Con el drama jurídico, Soler dispondrá del mejor instrumento para reivindicar este tipo de discurso. El tema central es siempre la transmisión de los bienes familiares y el mantenimiento de unas costumbres hechas leyes genuinamente catalanas que configuran un derecho civil propio, defendido tanto por los sectores catalanes más conservadores como por los hombres del Centre Català. Trata, en una palabra, de integrar los valores conservadores de la Cataluña rural, especialmente el carlismo, en un código de catalanidad suficientemente amplio, y superar las divergencias que, como la guerra había demostrado, podían llevar al desastre. Así, los dramas jurídicos intentan no sólo proporcionar unos mitos para la burguesía ciudadana, sino también convertir estos mitos comunes (el hogar (en La dida), la familia (en Senyora i majora) -o las costumbres y tradiciones presentes en todas estas obras, y los derechos diferenciales-, las prerrogativas de herederos y herederas (en Senyora i Majora), la de clases enteras como el hacendado (en La dida), o la subordinación del segundón a la heredera (en El Pubill)) en un seña de identidad para la burguesía catalana y en una fuerza homogeneizadora.
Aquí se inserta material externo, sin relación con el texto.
//! OCR Module
//!
//! Orchestrates the recognition engine for the two request shapes the
//! service accepts:
//!
//! - Plain OCR: every page of an image, joined into one document text
//! - Template OCR: named zones of a form, extracted with a template library
//!
//! ## Usage
//!
//! ```rust,ignore
//! use omnipage_server::ocr::{OcrService, RecognitionSettings};
//!
//! let service = OcrService::new(pool, stager, RecognitionSettings::default(), timeout);
//!
//! let text = service.recognize_text(image.path(), None).await?;
//! let zones = service.recognize_zones(template.path(), image.path()).await?;
//! ```

mod pages;
mod service;
mod types;
mod zones;

pub use pages::{join_pages, recognize_document, PAGE_SEPARATOR};
pub use service::OcrService;
pub use types::{OcrError, RecognitionSettings};
pub use zones::recognize_zones;
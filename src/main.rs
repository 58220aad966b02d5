//! OmniPage Server
//!
//! Exposes the OmniPage recognition engine over HTTP: plain-text OCR of
//! every page of an image, and template-guided zone extraction.

use anyhow::Context;
use std::net::SocketAddr;
use tokio::signal;
use tower_http::cors::{Any, CorsLayer};
use tower_http::trace::TraceLayer;
use tracing_subscriber::{layer::SubscriberExt, util::SubscriberInitExt};

use omnipage_server::config::{Config, EngineConfig};
use omnipage_server::engine::RecognitionEngine;
use omnipage_server::routes;
use omnipage_server::state::AppState;

#[tokio::main]
async fn main() -> anyhow::Result<()> {
    // Initialize tracing
    tracing_subscriber::registry()
        .with(tracing_subscriber::EnvFilter::try_from_default_env()
            .unwrap_or_else(|_| "omnipage_server=debug,tower_http=debug".into()))
        .with(tracing_subscriber::fmt::layer())
        .init();

    // Load configuration
    dotenvy::dotenv().ok();

    let config = Config::from_env().unwrap_or_else(|e| {
        tracing::warn!("Failed to load engine license from env: {}, leaving it empty", e);
        Config::from_env_optional()
    });

    tracing::info!("Starting OmniPage Server v{}", env!("CARGO_PKG_VERSION"));
    tracing::info!("Staging directory: {}", config.staging.tmp_dir.display());

    let engines = start_engines(&config.engine).context("Failed to start recognition engine")?;
    tracing::info!(
        handles = engines.len(),
        language = %config.engine.language,
        code_page = %config.engine.code_page,
        "Recognition engine ready"
    );

    let app_state = AppState::new(config.clone(), engines);

    // Build CORS layer
    let cors = CorsLayer::new()
        .allow_origin(Any)
        .allow_methods(Any)
        .allow_headers(Any);

    let app = routes::app(app_state.clone())
        .layer(TraceLayer::new_for_http())
        .layer(cors);

    // Start server with graceful shutdown
    let addr: SocketAddr = format!("{}:{}", config.server.host, config.server.port)
        .parse()
        .with_context(|| format!("Invalid listen address {}:{}", config.server.host, config.server.port))?;
    tracing::info!("OmniPage Server listening on {}", addr);

    let listener = tokio::net::TcpListener::bind(addr)
        .await
        .with_context(|| format!("Failed to bind {addr}"))?;

    axum::serve(listener, app)
        .with_graceful_shutdown(shutdown_signal())
        .await
        .context("Server error")?;

    app_state.shutdown().await.context("Failed to release engine handles")?;
    tracing::info!("Server shutdown complete");
    Ok(())
}

/// Create, initialize and license one engine session per pool slot
#[cfg(feature = "omnipage")]
fn start_engines(config: &EngineConfig) -> anyhow::Result<Vec<Box<dyn RecognitionEngine>>> {
    use omnipage_server::engine::OmniPage;

    (0..config.pool_size)
        .map(|slot| {
            let engine = OmniPage::start(config)
                .with_context(|| format!("Engine slot {slot} failed to start"))?;
            tracing::debug!(slot, "Engine session started");
            Ok(Box::new(engine) as Box<dyn RecognitionEngine>)
        })
        .collect()
}

#[cfg(not(feature = "omnipage"))]
fn start_engines(_config: &EngineConfig) -> anyhow::Result<Vec<Box<dyn RecognitionEngine>>> {
    anyhow::bail!("built without the `omnipage` feature; rebuild with `--features omnipage` to link the engine")
}

/// Graceful shutdown signal handler
async fn shutdown_signal() {
    let ctrl_c = async {
        if let Err(e) = signal::ctrl_c().await {
            tracing::error!("Failed to install Ctrl+C handler: {}", e);
            std::future::pending::<()>().await;
        }
    };

    #[cfg(unix)]
    let terminate = async {
        match signal::unix::signal(signal::unix::SignalKind::terminate()) {
            Ok(mut stream) => {
                stream.recv().await;
            }
            Err(e) => {
                tracing::error!("Failed to install SIGTERM handler: {}", e);
                std::future::pending::<()>().await;
            }
        }
    };

    #[cfg(not(unix))]
    let terminate = std::future::pending::<()>();

    tokio::select! {
        _ = ctrl_c => {
            tracing::info!("Received Ctrl+C, starting graceful shutdown...");
        },
        _ = terminate => {
            tracing::info!("Received SIGTERM, starting graceful shutdown...");
        },
    }
}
A partir de la Restauración, los elementos melodramáticos y fantásticos invaden los dramas históricos de Soler y el poco discurso político que quedaba es desterrado ante el miedo de comprometerse. En El plor de la madrastra, llega a cantar las grandezas de las Españas y el retorno a una monarquía fuerte, y en La banda de bastardia, el conflicto de los remensas es rápidamente desterrado en beneficio de los elementos fantásticos. La impresión final que sacamos de los dramas históricos de esta época, incluido Batalla de reines (1887), ganador del premio a la mejor obra dramática del año concedido por la Real Academia, es la de una sarta de inverosimilitudes ensaladas con golpes de efecto precisos y truculentos: la trampa sobre el torrente, de Batalla de reines, o la pólvora, en El monjo negre (1889), por citar sólo un par.
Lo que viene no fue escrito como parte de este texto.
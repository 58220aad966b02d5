//! Application state management

use std::sync::Arc;

use tokio::time::Duration;

use crate::config::Config;
use crate::engine::{EnginePool, RecognitionEngine};
use crate::ocr::{OcrError, OcrService, RecognitionSettings};
use crate::staging::TempStager;

/// Shared application state
#[derive(Clone)]
pub struct AppState {
    inner: Arc<AppStateInner>,
}

struct AppStateInner {
    pub config: Config,
    pub ocr: OcrService,
}

impl AppState {
    /// Create the application state over already started engines
    ///
    /// The engines are handed to the pool; from here on nothing but the
    /// OCR service touches them.
    pub fn new(config: Config, engines: Vec<Box<dyn RecognitionEngine>>) -> Self {
        let pool = Arc::new(EnginePool::new(engines));
        let stager = Arc::new(TempStager::new(
            config.staging.tmp_dir.clone(),
            config.staging.prefix.clone(),
        ));
        let ocr = OcrService::new(
            pool,
            stager,
            RecognitionSettings::from(&config.engine),
            Duration::from_secs(config.engine.call_timeout_secs),
        );

        Self {
            inner: Arc::new(AppStateInner { config, ocr }),
        }
    }

    /// Get the configuration
    pub fn config(&self) -> &Config {
        &self.inner.config
    }

    /// Get the OCR service
    pub fn ocr(&self) -> &OcrService {
        &self.inner.ocr
    }

    /// Release the engine handles
    ///
    /// This should be called before the process exits so every engine
    /// session is quit and freed exactly once.
    pub async fn shutdown(&self) -> Result<(), OcrError> {
        tracing::info!("Shutting down application state...");
        let released = self.inner.ocr.shutdown().await?;
        tracing::info!(handles = released, "Engine handles released");
        Ok(())
    }
}
//! Multi-page OCR
//!
//! Drives the engine page by page: count, recognize each page into a
//! scratch file, read it back, join. A failing page aborts the whole
//! document; partial text is never returned.

use std::path::Path;

use super::types::OcrError;
use crate::engine::RecognitionEngine;
use crate::staging::{StorageError, TempStager};

/// Separator between consecutive pages of a document (form feed)
pub const PAGE_SEPARATOR: char = '\u{000C}';

/// Recognize every page of `image` and join them in page order
pub fn recognize_document(
    engine: &mut dyn RecognitionEngine,
    stager: &TempStager,
    image: &Path,
) -> Result<String, OcrError> {
    let page_count = engine.count_pages(image)?;
    tracing::debug!(path = %image.display(), pages = page_count, "Counted pages");

    let mut pages = Vec::with_capacity(page_count);
    for page in 0..page_count {
        pages.push(recognize_page(engine, stager, image, page)?);
    }

    tracing::info!(
        engine = engine.name(),
        pages = page_count,
        chars = pages.iter().map(String::len).sum::<usize>(),
        "Document recognized"
    );

    Ok(join_pages(&pages))
}

fn recognize_page(
    engine: &mut dyn RecognitionEngine,
    stager: &TempStager,
    image: &Path,
    page: usize,
) -> Result<String, OcrError> {
    let scratch = stager.scratch_page();

    engine.ocr_page_to_file(image, scratch.output(), page, scratch.aux_dir())?;

    let raw = std::fs::read(scratch.output()).map_err(StorageError::read(scratch.output()))?;
    tracing::debug!(page, bytes = raw.len(), "Page recognized");

    Ok(String::from_utf8_lossy(&raw).into_owned())
}

/// Join page texts with exactly one separator between consecutive pages
pub fn join_pages<S: AsRef<str>>(pages: &[S]) -> String {
    let mut text = String::new();
    for (index, page) in pages.iter().enumerate() {
        if index > 0 {
            text.push(PAGE_SEPARATOR);
        }
        text.push_str(page.as_ref());
    }
    text
}
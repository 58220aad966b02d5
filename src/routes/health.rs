//! Health endpoint

use axum::{extract::State, routing::get, Json, Router};
use serde::Serialize;

use crate::engine::PoolStats;
use crate::state::AppState;

#[derive(Debug, Serialize)]
pub struct HealthResponse {
    pub status: &'static str,
    pub version: &'static str,
    pub engine: PoolStats,
}

pub fn router() -> Router<AppState> {
    Router::new().route("/health", get(health_check))
}

/// GET /health
async fn health_check(State(state): State<AppState>) -> Json<HealthResponse> {
    Json(HealthResponse {
        status: "healthy",
        version: env!("CARGO_PKG_VERSION"),
        engine: state.ocr().pool_stats(),
    })
}
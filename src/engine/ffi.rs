//! Native OmniPage binding
//!
//! Talks to the OmniPage CSDK through the `nuancec` C shim. Every fallible
//! shim call takes a caller-owned error buffer and returns a non-zero status
//! on failure; [`ErrorBuffer::check`] turns that pair into an [`EngineError`]
//! so nothing above this file ever sees a raw status code.

use std::ffi::{c_void, CString};
use std::os::raw::{c_char, c_int};
use std::path::Path;

use super::buffer::{text_from_buffer, ErrorBuffer, ZONE_FIELD_LEN};
use super::{EngineError, RecognitionEngine, ZoneMap};
use crate::config::EngineConfig;

#[allow(non_snake_case)]
extern "C" {
    fn nuanceNew() -> *mut c_void;
    fn nuanceFree(ptr: *mut c_void);
    fn nuanceQuit(ptr: *mut c_void);

    fn nuanceInit(
        ptr: *mut c_void,
        company: *const c_char,
        product: *const c_char,
        err: *mut c_char,
        err_len: c_int,
    ) -> c_int;

    fn nuanceSetLicense(
        ptr: *mut c_void,
        license_file: *const c_char,
        oem_code: *const c_char,
        err: *mut c_char,
        err_len: c_int,
    ) -> c_int;

    fn nuanceSetLanguage(
        ptr: *mut c_void,
        language: *const c_char,
        err: *mut c_char,
        err_len: c_int,
    ) -> c_int;

    fn nuanceSetCodePage(
        ptr: *mut c_void,
        code_page: *const c_char,
        err: *mut c_char,
        err_len: c_int,
    ) -> c_int;

    fn nuanceCountPages(
        ptr: *mut c_void,
        img_file: *const c_char,
        n_pages: *mut c_int,
        err: *mut c_char,
        err_len: c_int,
    ) -> c_int;

    fn nuanceOCRImgToFile(
        ptr: *mut c_void,
        img_file: *const c_char,
        output_file: *const c_char,
        n_page: c_int,
        aux_dir: *const c_char,
        err: *mut c_char,
        err_len: c_int,
    ) -> c_int;

    fn nuanceLoadFormTemplateLibrary(
        ptr: *mut c_void,
        template_file: *const c_char,
        err: *mut c_char,
        err_len: c_int,
    ) -> c_int;

    fn nuancePreprocessImgWithTemplate(
        ptr: *mut c_void,
        img_file: *const c_char,
        err: *mut c_char,
        err_len: c_int,
    ) -> c_int;

    fn nuanceGetZoneCount(ptr: *mut c_void) -> c_int;

    fn nuanceGetZoneData(
        ptr: *mut c_void,
        index: c_int,
        name: *mut c_char,
        name_len: c_int,
        text: *mut c_char,
        text_len: c_int,
    );

    fn nuanceFreeImgWithTemplate(ptr: *mut c_void);
}

/// One initialized OmniPage session
pub struct OmniPage {
    handle: *mut c_void,
}

// SAFETY: OmniPage is Send because:
//
// 1. The handle is an opaque pointer owned exclusively by this value; it is
//    never copied out or shared with another OmniPage.
//
// 2. All methods that touch the handle take `&mut self`, so the borrow
//    checker guarantees a single caller per call.
//
// 3. The only cross-thread movement happens through EnginePool, which keeps
//    each handle behind its own mutex and leases it to one worker at a time.
//
// OmniPage is deliberately NOT Sync: the CSDK keeps per-session state
// (language, template, zone buffers) that must never be touched by two
// threads at once.
unsafe impl Send for OmniPage {}

impl OmniPage {
    /// Create a session, initialize it and activate the license
    ///
    /// Any failure here is fatal for the process; the partially built handle
    /// is released before returning.
    pub fn start(config: &EngineConfig) -> Result<Self, EngineError> {
        // SAFETY: nuanceNew has no preconditions.
        let handle = unsafe { nuanceNew() };
        if handle.is_null() {
            return Err(EngineError::new("new", "engine returned a null handle"));
        }

        let mut engine = Self { handle };
        engine.initialize(&config.company, &config.product)?;
        engine.activate_license(&config.license_file, &config.oem_code)?;

        tracing::info!(
            company = %config.company,
            product = %config.product,
            "OmniPage engine initialized"
        );

        Ok(engine)
    }

    /// Initialize the engine for the given company and product
    pub fn initialize(&mut self, company: &str, product: &str) -> Result<(), EngineError> {
        let company = c_string("initialize", company)?;
        let product = c_string("initialize", product)?;
        let handle = self.live_handle("initialize")?;
        let mut err = ErrorBuffer::new();

        // SAFETY: handle is live, strings outlive the call, err holds
        // err.capacity() writable bytes.
        let status = unsafe {
            nuanceInit(
                handle,
                company.as_ptr(),
                product.as_ptr(),
                err.as_mut_ptr().cast(),
                err.capacity() as c_int,
            )
        };
        err.check("initialize", status)
    }

    /// Activate the OEM license
    pub fn activate_license(&mut self, license_file: &str, oem_code: &str) -> Result<(), EngineError> {
        let license_file = c_string("activate_license", license_file)?;
        let oem_code = c_string("activate_license", oem_code)?;
        let handle = self.live_handle("activate_license")?;
        let mut err = ErrorBuffer::new();

        // SAFETY: see initialize.
        let status = unsafe {
            nuanceSetLicense(
                handle,
                license_file.as_ptr(),
                oem_code.as_ptr(),
                err.as_mut_ptr().cast(),
                err.capacity() as c_int,
            )
        };
        err.check("activate_license", status)
    }

    fn live_handle(&self, operation: &'static str) -> Result<*mut c_void, EngineError> {
        if self.handle.is_null() {
            Err(EngineError::new(operation, "engine handle already released"))
        } else {
            Ok(self.handle)
        }
    }
}

impl RecognitionEngine for OmniPage {
    fn name(&self) -> &'static str {
        "omnipage"
    }

    fn set_language(&mut self, code: &str) -> Result<(), EngineError> {
        let code = c_string("set_language", code)?;
        let handle = self.live_handle("set_language")?;
        let mut err = ErrorBuffer::new();

        // SAFETY: see OmniPage::initialize.
        let status = unsafe {
            nuanceSetLanguage(handle, code.as_ptr(), err.as_mut_ptr().cast(), err.capacity() as c_int)
        };
        err.check("set_language", status)
    }

    fn set_code_page(&mut self, name: &str) -> Result<(), EngineError> {
        let name = c_string("set_code_page", name)?;
        let handle = self.live_handle("set_code_page")?;
        let mut err = ErrorBuffer::new();

        // SAFETY: see OmniPage::initialize.
        let status = unsafe {
            nuanceSetCodePage(handle, name.as_ptr(), err.as_mut_ptr().cast(), err.capacity() as c_int)
        };
        err.check("set_code_page", status)
    }

    fn count_pages(&mut self, image: &Path) -> Result<usize, EngineError> {
        let image = c_path("count_pages", image)?;
        let handle = self.live_handle("count_pages")?;
        let mut err = ErrorBuffer::new();
        let mut pages: c_int = 0;

        // SAFETY: see OmniPage::initialize; `pages` is a valid out pointer.
        let status = unsafe {
            nuanceCountPages(
                handle,
                image.as_ptr(),
                &mut pages,
                err.as_mut_ptr().cast(),
                err.capacity() as c_int,
            )
        };
        err.check("count_pages", status)?;

        usize::try_from(pages)
            .map_err(|_| EngineError::new("count_pages", format!("negative page count {pages}")))
    }

    fn ocr_page_to_file(
        &mut self,
        image: &Path,
        output: &Path,
        page: usize,
        aux_dir: &Path,
    ) -> Result<(), EngineError> {
        let image = c_path("ocr_page_to_file", image)?;
        let output = c_path("ocr_page_to_file", output)?;
        let aux_dir = c_path("ocr_page_to_file", aux_dir)?;
        let page = c_int::try_from(page)
            .map_err(|_| EngineError::new("ocr_page_to_file", format!("page index {page} out of range")))?;
        let handle = self.live_handle("ocr_page_to_file")?;
        let mut err = ErrorBuffer::new();

        // SAFETY: see OmniPage::initialize.
        let status = unsafe {
            nuanceOCRImgToFile(
                handle,
                image.as_ptr(),
                output.as_ptr(),
                page,
                aux_dir.as_ptr(),
                err.as_mut_ptr().cast(),
                err.capacity() as c_int,
            )
        };
        err.check("ocr_page_to_file", status)
    }

    fn load_template(&mut self, template: &Path) -> Result<(), EngineError> {
        let template = c_path("load_template", template)?;
        let handle = self.live_handle("load_template")?;
        let mut err = ErrorBuffer::new();

        // SAFETY: see OmniPage::initialize.
        let status = unsafe {
            nuanceLoadFormTemplateLibrary(
                handle,
                template.as_ptr(),
                err.as_mut_ptr().cast(),
                err.capacity() as c_int,
            )
        };
        err.check("load_template", status)
    }

    fn ocr_with_template(&mut self, image: &Path) -> Result<ZoneMap, EngineError> {
        let image = c_path("ocr_with_template", image)?;
        let handle = self.live_handle("ocr_with_template")?;
        let mut err = ErrorBuffer::new();

        // SAFETY: see OmniPage::initialize.
        let status = unsafe {
            nuancePreprocessImgWithTemplate(
                handle,
                image.as_ptr(),
                err.as_mut_ptr().cast(),
                err.capacity() as c_int,
            )
        };
        err.check("ocr_with_template", status)?;

        // SAFETY: the image was preprocessed successfully above.
        let zone_count = unsafe { nuanceGetZoneCount(handle) }.max(0);
        tracing::debug!(zones = zone_count, "Template preprocessing complete");

        let mut zones = ZoneMap::with_capacity(usize::try_from(zone_count).unwrap_or_default());
        for index in 0..zone_count {
            let mut name = [0u8; ZONE_FIELD_LEN];
            let mut text = [0u8; ZONE_FIELD_LEN];

            // SAFETY: index < zone_count and both buffers hold ZONE_FIELD_LEN
            // writable bytes.
            unsafe {
                nuanceGetZoneData(
                    handle,
                    index,
                    name.as_mut_ptr().cast(),
                    ZONE_FIELD_LEN as c_int,
                    text.as_mut_ptr().cast(),
                    ZONE_FIELD_LEN as c_int,
                );
            }

            zones.insert(text_from_buffer(&name), text_from_buffer(&text));
        }

        // SAFETY: releases the per-call zone state allocated by preprocessing.
        unsafe { nuanceFreeImgWithTemplate(handle) };

        Ok(zones)
    }

    fn release(&mut self) {
        if self.handle.is_null() {
            return;
        }

        // SAFETY: handle is live and is nulled right after, so quit/free run
        // exactly once.
        unsafe {
            nuanceQuit(self.handle);
            nuanceFree(self.handle);
        }
        self.handle = std::ptr::null_mut();

        tracing::info!("OmniPage engine released");
    }
}

impl Drop for OmniPage {
    fn drop(&mut self) {
        self.release();
    }
}

fn c_string(operation: &'static str, value: &str) -> Result<CString, EngineError> {
    CString::new(value)
        .map_err(|_| EngineError::new(operation, format!("argument contains a NUL byte: {value:?}")))
}

fn c_path(operation: &'static str, path: &Path) -> Result<CString, EngineError> {
    let value = path
        .to_str()
        .ok_or_else(|| EngineError::new(operation, format!("path is not valid UTF-8: {}", path.display())))?;
    c_string(operation, value)
}
use std::env;

const DEFAULT_LIB_DIR: &str = "/usr/local/lib/nuance-omnipage-csdk-lib64-19.2";

fn main() {
    println!("cargo:rerun-if-env-changed=OMNIPAGE_LIB_DIR");

    // Only the native binding needs the SDK on the link line.
    if env::var_os("CARGO_FEATURE_OMNIPAGE").is_none() {
        return;
    }

    let lib_dir = env::var("OMNIPAGE_LIB_DIR").unwrap_or_else(|_| DEFAULT_LIB_DIR.to_string());

    println!("cargo:rustc-link-search=native={lib_dir}");
    for lib in ["nuancec", "recapiplus", "kernelapi", "recpdf"] {
        println!("cargo:rustc-link-lib=dylib={lib}");
    }
    println!("cargo:rustc-link-arg=-Wl,-rpath,{lib_dir}");
}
En cambio, los intentos de renovación que Soler hizo a partir de El dir de la gent, estrenada en 1880, que entroncan directamente con su línea más espontánea y fresca -la de los cuadros de costumbres-, habrían podido suponer otra cosa. No lo consiguió porque la revolución temática no fue seguida de una auténtica renovación formal. Querer llevar a la escena personajes de clase media o alta situados en época coetánea, y hacerlos hablar en verso, un verso lleno de hipérbatos y antítesis imposibles en una conversación normal, fue un error que a la larga ni su público más fiel le perdonó. Los temas tratados en El cèrcol de foc (1881) o La ratlla dreta (1885) son de una rabiosa actualidad, pero se presentan con la misma estética ramplona que el drama romántico más azucarado.
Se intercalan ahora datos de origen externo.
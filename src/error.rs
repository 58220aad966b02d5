//! Error types for the OmniPage server

use axum::{
    http::{header, StatusCode},
    response::{IntoResponse, Response},
};
use thiserror::Error;

use crate::engine::EngineError;
use crate::ocr::OcrError;
use crate::staging::StorageError;

/// Application-wide result type
pub type Result<T> = std::result::Result<T, AppError>;

/// Request-level error
#[derive(Error, Debug)]
pub enum AppError {
    #[error(transparent)]
    Ocr(#[from] OcrError),

    #[error(transparent)]
    Storage(#[from] StorageError),

    /// Malformed JSON, base64 or multipart payload
    #[error("{0}")]
    Decode(String),

    #[error("Content-Type: \"{0}\" not supported")]
    UnsupportedMedia(String),
}

impl From<EngineError> for AppError {
    fn from(err: EngineError) -> Self {
        AppError::Ocr(OcrError::Engine(err))
    }
}

impl AppError {
    pub fn status_code(&self) -> StatusCode {
        match self {
            AppError::UnsupportedMedia(_) => StatusCode::BAD_REQUEST,
            _ => StatusCode::INTERNAL_SERVER_ERROR,
        }
    }
}

impl IntoResponse for AppError {
    fn into_response(self) -> Response {
        let status = self.status_code();
        let message = self.to_string();

        match &self {
            AppError::UnsupportedMedia(content_type) => {
                tracing::warn!(content_type = %content_type, "Rejected request");
            }
            _ => tracing::error!(error = %message, "Request failed"),
        }

        (
            status,
            [(header::CONTENT_TYPE, "text/plain; charset=utf-8")],
            message,
        )
            .into_response()
    }
}
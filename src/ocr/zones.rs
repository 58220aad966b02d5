//! Template zone OCR

use std::path::Path;

use super::types::OcrError;
use crate::engine::{RecognitionEngine, ZoneMap};

/// Load `template` into the engine, then extract its zones from `image`
///
/// Extraction is never attempted when the template fails to load. The zone
/// map is returned as the engine reported it, empty texts included.
pub fn recognize_zones(
    engine: &mut dyn RecognitionEngine,
    template: &Path,
    image: &Path,
) -> Result<ZoneMap, OcrError> {
    engine.load_template(template).map_err(|e| {
        tracing::error!(template = %template.display(), error = %e, "Template load failed");
        e
    })?;

    let zones = engine.ocr_with_template(image).map_err(|e| {
        tracing::error!(image = %image.display(), error = %e, "Template OCR failed");
        e
    })?;

    tracing::info!(engine = engine.name(), zones = zones.len(), "Zones recognized");
    Ok(zones)
}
Cuando Soler, en El dring de l'or (1884), intenta sustituir el verso por la prosa, el resultado es otro. El lenguaje corre de una manera fluida y natural, sin retóricas. La trama es enredada pero verosímil y, por primera vez, Soler no recurre a un deus ex machina para resolverla, sino que, en la línea de la mejor comedia psicológica, hace que los personajes la resuelvan por ellos mismos. Este intento de introducir la comedia sociológica y psicológica en nuestro país fue abortado inmediatamente por la crítica. Se le censuraba un acercamiento a la realidad para el que el teatro catalán no estaba hecho y se le invitaba, desde La Vanguardia, a continuar dedicándose al "género para lo que Dios le ha llamado", que era tanto como condenarle a continuar encasillado en los dramas de costumbres. Soler introdujo inmediatamente modificaciones en la obra, que, de todos modos, no pasó de las once representaciones. Las presiones de la crítica volvían a hacer mella en un ánimo tan sensible como el de Soler. El camino que abandonaba esta vez habría podido suponer, pero, para nuestro teatro, la adopción de la comedia sociológica de corte realista en boga en los países vecinos y una decidida renovación teatral que, desgraciadamente, tuvo que esperar todavía unos cuantos años, mientras Soler volvía a las formas caducadas del drama histórico y se extraviaba por las vías de dramas místicos como Judes (1889), que le llevaron más deshonor que alegrías. El 4 de julio de 1895, amargado y sintiéndose postergado por las nuevas tendencias dramáticas, moría de una afección cardiaca, cuando aún no había cumplido cincuenta y seis años.